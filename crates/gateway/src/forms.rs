//! Multipart decoding of the recipe creation form
//!
//! The HTML form posts ingredients and steps as parallel lists
//! (`ingredientes`, `unidades`, `cantidades`, `pasos`, `fotos_pasos`).
//! They are paired up by position here, so the rest of the system only sees
//! structured rows.

use axum::extract::multipart::{Field, Multipart, MultipartError};
use axum::http::StatusCode;
use roverrecipes_common::{
    errors::{AppError, Result},
    IngredientRow, PhotoUpload, RecipeSubmission, StepRow,
};
use tracing::debug;

/// Read the whole form. `limit` is only used to describe an oversized body.
pub async fn read_recipe_form(mut multipart: Multipart, limit: usize) -> Result<RecipeSubmission> {
    let mut name = None;
    let mut description = None;
    let mut category_id = None;
    let mut main_photo = None;

    let mut ingredient_names = Vec::new();
    let mut units = Vec::new();
    let mut quantities = Vec::new();
    let mut step_texts = Vec::new();
    let mut step_photos = Vec::new();

    while let Some(field) = multipart
        .next_field()
        .await
        .map_err(|e| multipart_error(e, limit))?
    {
        // `ingredientes[]` and `ingredientes` name the same list
        let key = field
            .name()
            .unwrap_or_default()
            .trim_end_matches("[]")
            .to_string();

        match key.as_str() {
            "nombre" => name = Some(read_text(field, limit).await?),
            "descripcion" => description = Some(read_text(field, limit).await?),
            "categoria_id" => category_id = parse_category_id(&read_text(field, limit).await?),
            "foto_principal" => main_photo = read_file(field, limit).await?,
            "ingredientes" => ingredient_names.push(read_text(field, limit).await?),
            "unidades" => units.push(read_text(field, limit).await?),
            "cantidades" => quantities.push(read_text(field, limit).await?),
            "pasos" => step_texts.push(read_text(field, limit).await?),
            "fotos_pasos" => step_photos.push(read_file(field, limit).await?),
            _ => debug!(field = %key, "Ignoring unknown form field"),
        }
    }

    let name = name.ok_or_else(|| AppError::MissingField {
        field: "nombre".to_string(),
    })?;

    Ok(RecipeSubmission {
        name,
        description,
        category_id,
        main_photo,
        ingredients: pair_ingredients(ingredient_names, units, quantities),
        steps: pair_steps(step_texts, step_photos),
    })
}

/// Blank or non-numeric ids leave the recipe without a category
pub fn parse_category_id(raw: &str) -> Option<i32> {
    raw.trim().parse().ok()
}

/// Zip the parallel ingredient lists; a shorter list reads as blank
pub fn pair_ingredients(
    names: Vec<String>,
    units: Vec<String>,
    quantities: Vec<String>,
) -> Vec<IngredientRow> {
    let len = names.len().max(units.len()).max(quantities.len());
    let mut names = names.into_iter();
    let mut units = units.into_iter();
    let mut quantities = quantities.into_iter();

    (0..len)
        .map(|_| IngredientRow {
            name: names.next().unwrap_or_default(),
            unit: units.next().unwrap_or_default(),
            quantity: quantities.next().unwrap_or_default(),
        })
        .collect()
}

/// Zip step descriptions with the step photo inputs at the same position
pub fn pair_steps(descriptions: Vec<String>, photos: Vec<Option<PhotoUpload>>) -> Vec<StepRow> {
    let len = descriptions.len().max(photos.len());
    let mut descriptions = descriptions.into_iter();
    let mut photos = photos.into_iter();

    (0..len)
        .map(|_| StepRow {
            description: descriptions.next().unwrap_or_default(),
            photo: photos.next().flatten(),
        })
        .collect()
}

async fn read_text(field: Field<'_>, limit: usize) -> Result<String> {
    field.text().await.map_err(|e| multipart_error(e, limit))
}

/// Browsers send an empty part for an untouched file input
async fn read_file(field: Field<'_>, limit: usize) -> Result<Option<PhotoUpload>> {
    let file_name = field.file_name().unwrap_or_default().to_string();
    let bytes = field.bytes().await.map_err(|e| multipart_error(e, limit))?;

    if bytes.is_empty() {
        return Ok(None);
    }

    Ok(Some(PhotoUpload::new(file_name, bytes.to_vec())))
}

fn multipart_error(err: MultipartError, limit: usize) -> AppError {
    if err.status() == StatusCode::PAYLOAD_TOO_LARGE {
        AppError::PayloadTooLarge { limit }
    } else {
        AppError::InvalidFormat {
            message: err.body_text(),
        }
    }
}

#[cfg(test)]
mod tests {
    use super::*;

    fn strings(items: &[&str]) -> Vec<String> {
        items.iter().map(|s| s.to_string()).collect()
    }

    #[test]
    fn test_parse_category_id() {
        assert_eq!(parse_category_id("3"), Some(3));
        assert_eq!(parse_category_id(" 12 "), Some(12));
        assert_eq!(parse_category_id(""), None);
        assert_eq!(parse_category_id("soups"), None);
        assert_eq!(parse_category_id("1.5"), None);
    }

    #[test]
    fn test_pair_ingredients_by_position() {
        let rows = pair_ingredients(
            strings(&["Tomato", "Salt", ""]),
            strings(&["kg", "g", ""]),
            strings(&["2", "bad", ""]),
        );

        assert_eq!(rows.len(), 3);
        assert_eq!(rows[1], IngredientRow {
            name: "Salt".into(),
            unit: "g".into(),
            quantity: "bad".into(),
        });
        assert!(rows[2].is_blank());
    }

    #[test]
    fn test_pair_ingredients_short_lists() {
        let rows = pair_ingredients(strings(&["Egg", "Milk"]), strings(&["pc"]), Vec::new());

        assert_eq!(rows[0].unit, "pc");
        assert_eq!(rows[1].unit, "");
        assert_eq!(rows[1].quantity, "");
    }

    #[test]
    fn test_pair_steps_keeps_photo_alignment() {
        let photo = PhotoUpload::new("two.jpg", vec![2]);
        let rows = pair_steps(
            strings(&["One", "Two", "Three"]),
            vec![None, Some(photo.clone())],
        );

        assert_eq!(rows.len(), 3);
        assert_eq!(rows[0].photo, None);
        assert_eq!(rows[1].photo, Some(photo));
        assert_eq!(rows[2].photo, None);
    }
}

Work to be completed:
Count the lines of the data that contain the string "same", and reply with that number alone.

Result of this task:
2